=== BRIEF ===
Provide the number of lines below containing the word "Admin", without any other words.
━━━━━━━━
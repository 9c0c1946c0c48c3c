//! Session state machine behavior against scripted codecs.


use mercury_rs::{AccessLevel, ArrayNumber, ErrorKind, ReadOp, Session, SessionState};
use mock_support::MockMercury236;

#[tokio::test]
async fn test_happy_path_lifecycle() {
    let mut codec = MockMercury236::ok();
    let mut session = Session::new(&mut codec, 101);
    assert_eq!(session.state(), SessionState::Disconnected);

    session.connect().await.unwrap();
    assert_eq!(session.state(), SessionState::Connected);

    session
        .authenticate(AccessLevel::User, Some("654321"))
        .await
        .unwrap();
    assert_eq!(session.state(), SessionState::Authenticated);

    let metrics = session
        .read(ReadOp::EnergyTotal(ArrayNumber::SinceReset))
        .await
        .unwrap();
    assert_eq!(metrics[0].0, "A+");

    session.close().await;
    assert_eq!(session.state(), SessionState::Closed);
    assert_eq!(codec.seen_password.as_deref(), Some("654321"));
    assert_eq!(codec.count("close_channel"), 1);
}

#[tokio::test]
async fn test_connect_failure_is_connection_error() {
    // Even a timeout during check-connect classifies as a connection error
    let mut codec = MockMercury236::failing("check_connect", ErrorKind::Timeout);
    let mut session = Session::new(&mut codec, 101);

    let err = session.connect().await.unwrap_err();
    assert_eq!(err.kind(), ErrorKind::Connection);
    assert_eq!(session.state(), SessionState::Failed);

    // Never connected, so close sends nothing
    session.close().await;
    assert_eq!(codec.calls, vec!["check_connect"]);
}

#[tokio::test]
async fn test_authenticate_failure_is_authentication_error() {
    let mut codec = MockMercury236::failing("open_channel", ErrorKind::Timeout);
    let mut session = Session::new(&mut codec, 101);

    session.connect().await.unwrap();
    let err = session
        .authenticate(AccessLevel::Admin, None)
        .await
        .unwrap_err();
    assert_eq!(err.kind(), ErrorKind::Authentication);
    assert_eq!(session.state(), SessionState::Failed);

    // The session got past connect, so close is still attempted
    session.close().await;
    assert_eq!(codec.count("close_channel"), 1);
}

#[tokio::test]
async fn test_default_credentials_per_access_level() {
    let mut codec = MockMercury236::ok();
    let mut session = Session::new(&mut codec, 101);
    session.connect().await.unwrap();
    session.authenticate(AccessLevel::User, None).await.unwrap();
    assert_eq!(codec.seen_password.as_deref(), Some("111111"));

    let mut codec = MockMercury236::ok();
    let mut session = Session::new(&mut codec, 101);
    session.connect().await.unwrap();
    session.authenticate(AccessLevel::Admin, None).await.unwrap();
    assert_eq!(codec.seen_password.as_deref(), Some("222222"));
}

#[tokio::test]
async fn test_read_failure_keeps_session_authenticated() {
    let mut codec = MockMercury236::failing("read_energy_by_phase", ErrorKind::Timeout);
    let mut session = Session::new(&mut codec, 101);
    session.connect().await.unwrap();
    session.authenticate(AccessLevel::User, None).await.unwrap();

    let err = session.read(ReadOp::EnergyByPhase).await.unwrap_err();
    assert_eq!(err.kind(), ErrorKind::Timeout);
    assert_eq!(session.state(), SessionState::Authenticated);

    // A later read is still possible at the session level
    session.read(ReadOp::Frequency).await.unwrap();
}

#[tokio::test]
async fn test_frequency_read_yields_freq_metric() {
    let mut codec = MockMercury236::ok();
    let mut session = Session::new(&mut codec, 101);
    session.connect().await.unwrap();
    session.authenticate(AccessLevel::User, None).await.unwrap();

    let metrics = session.read(ReadOp::Frequency).await.unwrap();
    assert_eq!(metrics.len(), 1);
    assert_eq!(metrics[0].0, "freq");
}

#[tokio::test]
async fn test_out_of_order_calls_are_unexpected() {
    let mut codec = MockMercury236::ok();
    let mut session = Session::new(&mut codec, 101);

    let err = session
        .read(ReadOp::EnergyTotal(ArrayNumber::SinceReset))
        .await
        .unwrap_err();
    assert_eq!(err.kind(), ErrorKind::Unexpected);

    let err = session
        .authenticate(AccessLevel::User, None)
        .await
        .unwrap_err();
    assert_eq!(err.kind(), ErrorKind::Unexpected);
    assert!(codec.calls.is_empty());
}

#[tokio::test]
async fn test_close_is_idempotent() {
    let mut codec = MockMercury236::ok();
    let mut session = Session::new(&mut codec, 101);
    session.connect().await.unwrap();
    session.authenticate(AccessLevel::User, None).await.unwrap();

    session.close().await;
    session.close().await;
    assert_eq!(codec.count("close_channel"), 1);
}
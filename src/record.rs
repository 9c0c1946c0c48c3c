//! # Meter Reading Records
//!
//! Normalized result types produced by a polling run: metric values grouped
//! under named metric groups, one result per device, assembled into an
//! ordered batch.

use crate::error::MercuryError;
use serde::Serialize;

/// A single normalized metric value.
#[derive(Debug, Clone, PartialEq, Serialize)]
#[serde(untagged)]
pub enum MetricValue {
    /// Numeric value (volts, amperes, watts, hertz, kilowatt-hours)
    Float(f64),
    /// Textual value (firmware info and similar)
    Text(String),
}

/// Ordered metric-name -> value pairs produced by one codec read.
pub type Metrics = Vec<(String, MetricValue)>;

/// A named group of metrics, e.g. `info` or `energy_tarif_0`.
#[derive(Debug, Clone, PartialEq)]
pub struct MetricGroup {
    pub name: String,
    pub metrics: Metrics,
}

impl MetricGroup {
    pub fn new(name: &str) -> Self {
        MetricGroup {
            name: name.to_string(),
            metrics: Vec::new(),
        }
    }

    /// Appends a numeric metric.
    pub fn push(&mut self, key: &str, value: f64) {
        self.metrics.push((key.to_string(), MetricValue::Float(value)));
    }

    pub fn get(&self, key: &str) -> Option<&MetricValue> {
        self.metrics.iter().find(|(k, _)| k == key).map(|(_, v)| v)
    }

    pub fn is_empty(&self) -> bool {
        self.metrics.is_empty()
    }
}

/// The outcome of polling a single device.
///
/// Holds the metric groups read before any failure, in read order, plus the
/// classified error if the device's sequence did not complete. Both may be
/// present at once (partial result).
#[derive(Debug, Default)]
pub struct DeviceResult {
    pub groups: Vec<MetricGroup>,
    pub error: Option<MercuryError>,
}

impl DeviceResult {
    /// A result that failed before producing any metric group.
    pub fn failed(error: MercuryError) -> Self {
        DeviceResult {
            groups: Vec::new(),
            error: Some(error),
        }
    }

    /// Appends metrics under the given group name, merging into an existing
    /// group of the same name (the frequency read merges into `info`).
    pub fn push_metrics(&mut self, name: &str, metrics: Metrics) {
        if let Some(group) = self.groups.iter_mut().find(|g| g.name == name) {
            group.metrics.extend(metrics);
        } else {
            self.groups.push(MetricGroup {
                name: name.to_string(),
                metrics,
            });
        }
    }

    pub fn push_group(&mut self, group: MetricGroup) {
        self.push_metrics(&group.name.clone(), group.metrics);
    }

    pub fn group(&self, name: &str) -> Option<&MetricGroup> {
        self.groups.iter().find(|g| g.name == name)
    }

    pub fn is_err(&self) -> bool {
        self.error.is_some()
    }
}

/// One device's slot in a batch: the input serial plus its result.
#[derive(Debug)]
pub struct DeviceReport {
    pub serial: u32,
    pub result: DeviceResult,
}

/// Ordered per-device results of one polling run.
///
/// Invariant: one report per input serial, in input order. A device failure
/// never removes its slot.
#[derive(Debug, Default)]
pub struct BatchResult {
    pub reports: Vec<DeviceReport>,
}

impl BatchResult {
    pub fn len(&self) -> usize {
        self.reports.len()
    }

    pub fn is_empty(&self) -> bool {
        self.reports.is_empty()
    }

    pub fn iter(&self) -> std::slice::Iter<'_, DeviceReport> {
        self.reports.iter()
    }
}
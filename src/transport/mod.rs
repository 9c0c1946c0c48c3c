//! # Bridge Transport
//!
//! Communication with the RS485-TCP/IP bridge. The actual byte stream sits
//! behind the [`BridgeLink`] trait so the protocol codecs can run against a
//! real TCP socket or a mock link in tests.

pub mod mock;

use crate::constants::MAX_RESPONSE_LEN;
use crate::error::MercuryError;
use crate::logging::{log_debug, log_error};
use std::time::Duration;
use tokio::io::{AsyncReadExt, AsyncWriteExt};
use tokio::net::TcpStream;
use tokio::time::timeout;

/// Byte-stream connection to the bridge.
pub trait BridgeLink: AsyncReadExt + AsyncWriteExt + Unpin + Send {}

impl BridgeLink for TcpStream {}

impl BridgeLink for mock::MockBridgeLink {}

/// An io failure outside the timeout/closed-connection taxonomy. Logged at
/// error level because it points at the bridge or the network, not the meter.
fn unexpected_io(context: &str, e: std::io::Error) -> MercuryError {
    let message = format!("{context}: {e}");
    log_error(&message);
    MercuryError::Unexpected(message)
}

/// One request/response channel to a meter behind the bridge.
///
/// Every read is bounded by the exchange timeout set at connect time; an
/// elapsed timer maps to [`MercuryError::Timeout`] and is a normal, expected
/// outcome, not a fatal one.
pub struct BridgeHandle<L: BridgeLink> {
    link: L,
    timeout: Duration,
}

impl BridgeHandle<TcpStream> {
    /// Opens a TCP connection to the bridge. The connect itself is bounded
    /// by the same timeout as subsequent exchanges.
    pub async fn connect(
        host: &str,
        port: u16,
        exchange_timeout: Duration,
    ) -> Result<Self, MercuryError> {
        let addr = format!("{host}:{port}");
        let stream = timeout(exchange_timeout, TcpStream::connect(&addr))
            .await
            .map_err(|_| MercuryError::Connection(format!("connect to {addr} timed out")))?
            .map_err(|e| MercuryError::Connection(format!("connect to {addr} failed: {e}")))?;
        Ok(BridgeHandle::new(stream, exchange_timeout))
    }
}

impl<L: BridgeLink> BridgeHandle<L> {
    /// Wraps an already-open link.
    pub fn new(link: L, exchange_timeout: Duration) -> Self {
        BridgeHandle {
            link,
            timeout: exchange_timeout,
        }
    }

    /// Sends one request frame and reads one response frame.
    pub async fn exchange(&mut self, request: &[u8]) -> Result<Vec<u8>, MercuryError> {
        log_debug(&format!("tx: {}", hex::encode(request)));

        self.link
            .write_all(request)
            .await
            .map_err(|e| unexpected_io("bridge write failed", e))?;
        self.link
            .flush()
            .await
            .map_err(|e| unexpected_io("bridge flush failed", e))?;

        let mut buf = [0u8; MAX_RESPONSE_LEN];
        let n = timeout(self.timeout, self.link.read(&mut buf))
            .await
            .map_err(|_| MercuryError::Timeout)?
            .map_err(|e| unexpected_io("bridge read failed", e))?;

        if n == 0 {
            return Err(MercuryError::Connection(
                "bridge closed the connection".to_string(),
            ));
        }

        log_debug(&format!("rx: {}", hex::encode(&buf[..n])));
        Ok(buf[..n].to_vec())
    }

    /// Best-effort release of the underlying socket.
    pub async fn shutdown(&mut self) {
        let _ = self.link.shutdown().await;
    }
}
━━━━━━━━
=== WRITTEN RESPONSE ===
2